Nell'ottimizzare le condizioni per il metodo di differenziazione, sono stati osservati casi in cui le cellule del mesoderma intermedio erano inadeguatamente dissociate. Le cellule seminate a densità che superavano significativamente la densità raccomandata di 100.000 cellule/pozzetti di una piastra di 12 pozzetti (prima della fase finale di induzione dei podociti) hanno portato a grandi gruppi di cellule che mancavano del fenotipo morfologico atteso di podociti maturi entro la linea temporale standard del protocollo (Figura 3A, B). Per questi motivi, si raccomanda ai ricercatori di utilizzare le densità di semina raccomandate in questo protocollo (Figura 3C, D) prima di sperimentare altre condizioni che possono essere desiderate per specifiche applicazioni a valle. Insieme, questi risultati rappresentano la differenziazione diretta delle cellule hiPS in podociti glomerulari renali entro tre settimane utilizzando il mezzo chimicamente definito sopra descritto.
Figura 1: Differenziazione delle cellule hiPS in podociti.
(A) Rappresentazione schematica del metodo per la differenziazione diretta delle cellule hiPS in podociti. BMP7, proteina morfogenetica ossea 7; RA, acido retinoico; VEGF, fattore di crescita endoteliale vascolare. Questa cifra è stata modificata dal rif.11. (B) Immagini rappresentative di cellule hiPS in ogni fase della differenziazione. Da sinistra a destra, le immagini mostrano le caratteristiche colonie di cellule iPS umane prima della dissociazione per la differenziazione il giorno 0, seguite dalle cellule del mesoderma dopo 2 giorni di differenziazione, poi dalle cellule mesodermiche intermedie a circa 10 giorni di differenziazione e infine dai podociti differenziati terminalmente al giorno 22. Barra di scala, 100 μm per tutte le immagini (nel pannello B). Fare clic qui per visualizzare una versione più grande di questa figura.
Figura 2: Immagini immunofluorescenti di cellule hiPS e dei loro derivati differenziati che mostrano l'espressione di marcatori specifici del lignaggio e controstinti nucleari durante la linea temporale di differenziazione.

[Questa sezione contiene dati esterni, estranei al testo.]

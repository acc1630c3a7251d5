use crate::foundation::error::{PhotostripError, PhotostripResult};

pub use kurbo::{Affine, Point, Rect, Vec2};

/// Pixel dimensions of an output raster.
#[derive(Clone, Copy, Debug, PartialEq, Eq, Hash, serde::Serialize, serde::Deserialize)]
pub struct Canvas {
    /// Width in pixels.
    pub width: u32,
    /// Height in pixels.
    pub height: u32,
}

impl Canvas {
    /// Total pixel count.
    pub fn pixel_count(self) -> usize {
        self.width as usize * self.height as usize
    }

    /// Length of a tightly packed RGBA8 buffer for this canvas.
    pub fn rgba8_len(self) -> usize {
        self.pixel_count() * 4
    }
}

/// Straight (non-premultiplied) RGBA8 color.
///
/// Serialized as a `#rrggbb` / `#rrggbbaa` hex string.
#[derive(Clone, Copy, Debug, PartialEq, Eq, Hash)]
pub struct Rgba8 {
    /// Red channel.
    pub r: u8,
    /// Green channel.
    pub g: u8,
    /// Blue channel.
    pub b: u8,
    /// Alpha channel.
    pub a: u8,
}

impl Rgba8 {
    /// Opaque white.
    pub const WHITE: Self = Self::opaque(255, 255, 255);

    /// Opaque color from RGB channels.
    pub const fn opaque(r: u8, g: u8, b: u8) -> Self {
        Self { r, g, b, a: 255 }
    }

    /// Parse `#rgb`, `#rrggbb` or `#rrggbbaa` (leading `#` optional).
    pub fn from_hex(s: &str) -> PhotostripResult<Self> {
        let hex = s.trim().trim_start_matches('#');
        let digit = |c: u8| -> PhotostripResult<u8> {
            (c as char)
                .to_digit(16)
                .map(|d| d as u8)
                .ok_or_else(|| PhotostripError::validation(format!("invalid hex color '{s}'")))
        };
        let pair = |i: usize| -> PhotostripResult<u8> {
            let b = hex.as_bytes();
            Ok(digit(b[i])? << 4 | digit(b[i + 1])?)
        };

        match hex.len() {
            3 => {
                let b = hex.as_bytes();
                let (r, g, bl) = (digit(b[0])?, digit(b[1])?, digit(b[2])?);
                Ok(Self::opaque(r * 17, g * 17, bl * 17))
            }
            6 => Ok(Self::opaque(pair(0)?, pair(2)?, pair(4)?)),
            8 => Ok(Self {
                r: pair(0)?,
                g: pair(2)?,
                b: pair(4)?,
                a: pair(6)?,
            }),
            _ => Err(PhotostripError::validation(format!(
                "invalid hex color '{s}'"
            ))),
        }
    }

    /// Format as lowercase hex; alpha is omitted when opaque.
    pub fn to_hex(self) -> String {
        if self.a == 255 {
            format!("#{:02x}{:02x}{:02x}", self.r, self.g, self.b)
        } else {
            format!("#{:02x}{:02x}{:02x}{:02x}", self.r, self.g, self.b, self.a)
        }
    }

    /// Premultiplied `[r, g, b, a]` bytes.
    pub fn to_premul(self) -> [u8; 4] {
        fn premul(c: u8, a: u8) -> u8 {
            let c = u16::from(c);
            let a = u16::from(a);
            (((c * a) + 127) / 255) as u8
        }

        [
            premul(self.r, self.a),
            premul(self.g, self.a),
            premul(self.b, self.a),
            self.a,
        ]
    }
}

impl Default for Rgba8 {
    fn default() -> Self {
        Self::WHITE
    }
}

impl serde::Serialize for Rgba8 {
    fn serialize<S: serde::Serializer>(&self, serializer: S) -> Result<S::Ok, S::Error> {
        serializer.serialize_str(&self.to_hex())
    }
}

impl<'de> serde::Deserialize<'de> for Rgba8 {
    fn deserialize<D: serde::Deserializer<'de>>(deserializer: D) -> Result<Self, D::Error> {
        let s = String::deserialize(deserializer)?;
        Self::from_hex(&s).map_err(serde::de::Error::custom)
    }
}

#[cfg(test)]
#[path = "../../tests/unit/foundation/core.rs"]
mod tests;
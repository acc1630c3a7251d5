pub(crate) mod engine;
pub(crate) mod preview;
pub(crate) mod request;
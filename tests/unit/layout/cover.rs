use super::*;
use crate::foundation::core::Point;

const EPS: f64 = 1e-9;

fn cell() -> Rect {
    Rect::new(100.0, 50.0, 100.0 + 1920.0, 50.0 + 1440.0)
}

#[test]
fn wide_source_is_cropped_horizontally_only() {
    let fit = cover_fit(4000, 1500, cell()).unwrap();
    assert!((fit.scale - 1440.0 / 1500.0).abs() < EPS);
    assert!(fit.crops_horizontally(4000));
    assert!(!fit.crops_vertically(1500));
    assert!((fit.draw.height() - 1440.0).abs() < EPS);
    assert!(fit.draw.width() > 1920.0);
}

#[test]
fn tall_source_is_cropped_vertically_only() {
    let fit = cover_fit(1080, 1920, cell()).unwrap();
    assert!((fit.scale - 1920.0 / 1080.0).abs() < EPS);
    assert!(fit.crops_vertically(1920));
    assert!(!fit.crops_horizontally(1080));
    assert!((fit.draw.width() - 1920.0).abs() < EPS);
}

#[test]
fn scaling_is_uniform_and_preserves_aspect() {
    for &(w, h) in &[(640u32, 480u32), (1000, 3000), (5000, 200), (1, 1), (1921, 1439)] {
        let fit = cover_fit(w, h, cell()).unwrap();
        let src_aspect = f64::from(w) / f64::from(h);
        let drawn_aspect = fit.draw.width() / fit.draw.height();
        assert!((src_aspect - drawn_aspect).abs() < 1e-9 * src_aspect.max(1.0));
        assert!((fit.draw.width() - f64::from(w) * fit.scale).abs() < 1e-6);
        assert!((fit.draw.height() - f64::from(h) * fit.scale).abs() < 1e-6);
        // The draw rect always covers the cell.
        assert!(fit.draw.x0 <= cell().x0 + 1e-6 && fit.draw.x1 >= cell().x1 - 1e-6);
        assert!(fit.draw.y0 <= cell().y0 + 1e-6 && fit.draw.y1 >= cell().y1 - 1e-6);
    }
}

#[test]
fn crop_maps_exactly_onto_cell() {
    let fit = cover_fit(3000, 1000, cell()).unwrap();
    let t = fit.transform();
    let p0 = t * Point::new(fit.src_crop.x0, fit.src_crop.y0);
    let p1 = t * Point::new(fit.src_crop.x1, fit.src_crop.y1);
    assert!((p0.x - cell().x0).abs() < 1e-6 && (p0.y - cell().y0).abs() < 1e-6);
    assert!((p1.x - cell().x1).abs() < 1e-6 && (p1.y - cell().y1).abs() < 1e-6);
}

#[test]
fn crop_is_centered() {
    let fit = cover_fit(3000, 1000, cell()).unwrap();
    let left = fit.src_crop.x0;
    let right = 3000.0 - fit.src_crop.x1;
    assert!((left - right).abs() < 1e-6);
}

#[test]
fn empty_inputs_have_no_fit() {
    assert!(cover_fit(0, 10, cell()).is_none());
    assert!(cover_fit(10, 0, cell()).is_none());
    assert!(cover_fit(10, 10, Rect::new(0.0, 0.0, 0.0, 5.0)).is_none());
}
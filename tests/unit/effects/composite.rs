use super::*;

#[test]
fn over_opaque_replaces_dst() {
    let dst = [10, 20, 30, 255];
    let src = [200, 100, 50, 255];
    assert_eq!(over(dst, src), src);
}

#[test]
fn over_transparent_keeps_dst() {
    let dst = [10, 20, 30, 255];
    assert_eq!(over(dst, [0, 0, 0, 0]), dst);
}

#[test]
fn over_translucent_src_keeps_part_of_dst() {
    let out = over([0, 0, 200, 255], [100, 0, 0, 128]);
    assert_eq!(out[3], 255);
    assert_eq!(out[0], 100);
    assert!((i32::from(out[2]) - 100).abs() <= 1);
}

#[test]
fn over_half_alpha_blends() {
    let out = over([0, 0, 0, 255], [128, 128, 128, 128]);
    assert_eq!(out[3], 255);
    assert!((i32::from(out[0]) - 128).abs() <= 1);
}

#[test]
fn flatten_resolves_alpha_against_background() {
    let bg = Rgba8::opaque(255, 0, 0);
    let buf = [0, 0, 255, 255, 0, 0, 0, 0, 0, 0, 128, 128];
    let rgb = flatten_to_rgb8(&buf, bg).unwrap();
    assert_eq!(rgb.len(), 9);
    assert_eq!(&rgb[0..3], &[0, 0, 255]);
    assert_eq!(&rgb[3..6], &[255, 0, 0]);
    assert!((i32::from(rgb[6]) - 127).abs() <= 1);
    assert!((i32::from(rgb[8]) - 128).abs() <= 1);
}

#[test]
fn flatten_rejects_ragged_buffers() {
    assert!(flatten_to_rgb8(&[1, 2, 3], Rgba8::WHITE).is_err());
}
use super::*;

#[test]
fn hex_parsing_accepts_short_long_and_alpha_forms() {
    assert_eq!(Rgba8::from_hex("#FFFFFF").unwrap(), Rgba8::WHITE);
    assert_eq!(Rgba8::from_hex("f00").unwrap(), Rgba8::opaque(255, 0, 0));
    assert_eq!(
        Rgba8::from_hex("#10203040").unwrap(),
        Rgba8 {
            r: 0x10,
            g: 0x20,
            b: 0x30,
            a: 0x40
        }
    );
    assert!(Rgba8::from_hex("#12345").is_err());
    assert!(Rgba8::from_hex("#zzzzzz").is_err());
}

#[test]
fn hex_serde_round_trips_through_json() {
    let c = Rgba8::opaque(0x12, 0xab, 0x00);
    let json = serde_json::to_string(&c).unwrap();
    assert_eq!(json, "\"#12ab00\"");
    let back: Rgba8 = serde_json::from_str(&json).unwrap();
    assert_eq!(back, c);
}

#[test]
fn premul_scales_color_by_alpha() {
    let c = Rgba8 {
        r: 200,
        g: 100,
        b: 0,
        a: 128,
    };
    assert_eq!(c.to_premul(), [100, 50, 0, 128]);
    assert_eq!(Rgba8::WHITE.to_premul(), [255, 255, 255, 255]);
}

#[test]
fn canvas_buffer_len() {
    let c = Canvas {
        width: 3,
        height: 2,
    };
    assert_eq!(c.pixel_count(), 6);
    assert_eq!(c.rgba8_len(), 24);
}
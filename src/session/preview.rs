//! Latest-wins storage for live previews.

use std::sync::{
    Arc, Mutex,
    atomic::{AtomicU64, Ordering},
};

use crate::session::engine::CompositionResult;

/// Monotonic ticket handed out by [`PreviewSlot::begin`].
#[derive(Clone, Copy, Debug, PartialEq, Eq, PartialOrd, Ord, Hash)]
pub struct Generation(u64);

impl Generation {
    pub fn get(self) -> u64 {
        self.0
    }
}

/// Shared preview state. Results from superseded generations are dropped, never stored.
#[derive(Debug, Default)]
pub struct PreviewSlot {
    newest: AtomicU64,
    latest: Mutex<Option<(Generation, Arc<CompositionResult>)>>,
}

impl PreviewSlot {
    pub fn new() -> Self {
        Self::default()
    }

    /// Start a new preview; every earlier generation becomes stale.
    pub fn begin(&self) -> Generation {
        Generation(self.newest.fetch_add(1, Ordering::SeqCst) + 1)
    }

    pub fn is_current(&self, generation: Generation) -> bool {
        self.newest.load(Ordering::SeqCst) == generation.0
    }

    /// Store `result` if `generation` is still the newest. Returns whether it was stored.
    pub fn publish(&self, generation: Generation, result: CompositionResult) -> bool {
        let mut latest = self.latest.lock().unwrap_or_else(|e| e.into_inner());
        // Checked under the lock so a stale publish cannot overwrite a newer one.
        if !self.is_current(generation) {
            tracing::debug!(
                generation = generation.0,
                newest = self.newest.load(Ordering::SeqCst),
                "dropping stale preview"
            );
            return false;
        }
        *latest = Some((generation, Arc::new(result)));
        true
    }

    /// Most recently published preview.
    pub fn latest(&self) -> Option<Arc<CompositionResult>> {
        self.latest
            .lock()
            .unwrap_or_else(|e| e.into_inner())
            .as_ref()
            .map(|(_, r)| r.clone())
    }

    /// Generation of the most recently published preview.
    pub fn latest_generation(&self) -> Option<Generation> {
        self.latest
            .lock()
            .unwrap_or_else(|e| e.into_inner())
            .as_ref()
            .map(|(g, _)| *g)
    }
}

#[cfg(test)]
#[path = "../../tests/unit/session/preview.rs"]
mod tests;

(A) Cellule iPS umane che esprimono il marcatore di pluripotenza Oct4; (B) cellule mesodermiche che esprimono brachiury (T); (C) cellule mesodermiche intermedie che esprimono PAX2; e (D) i podociti derivati dalle cellule hiPS che esprimono il marcatore di identificazione del lignaggio, la nefrina, e il marcatore associato, WT1. Barra di scala, 100 μm per tutte le immagini. Fare clic qui per visualizzare una versione più grande di questa figura.
Figura 3: Effetti della densità di semina sub-ottimale sul potenziale di differenziazione delle cellule mesodermiche intermedie derivate dalla linea cellulare DU11 hiPS.
(A) Quando la densità iniziale di semina cellulare è troppo alta (circa 500.000 cellule/ pozzetti di una piastra a 12 pozzetti), le cellule possono formare aggregati densi (B) durante la fase di induzione dei podociti. (C) Densità di semina raccomandate per prevenire l'aggregazione (100.000 cellule/pozzetti di una piastra a 12 pozzetti) e per osservare al microscopio l'estensione(D)di strutture simili a processi del piede durante la fase di differenziazione dei podociti (inserto). Barra di scala, 200 μm per A-D; e 100 μm per l'inserto in D. Fare clic qui per visualizzare una versione più grande di questa figura.
Figura 4: i podociti derivati da cellule hiPS presentano fenotipo morfologicamente maturo in vitro.
(A) Immunocolorazione di podociti derivati da cellule hiPS per la nefrina e (B) immagine di ingrandimento più elevato dei processi del piede podocitario che mostrano processi primari e secondari (frecce bianche) e l'espressione di nefrina in queste strutture cellulari specializzate. Barra di scala, 100 μm (A); 50 μm (B). Fare clic qui per visualizzare una versione più grande di questa figura.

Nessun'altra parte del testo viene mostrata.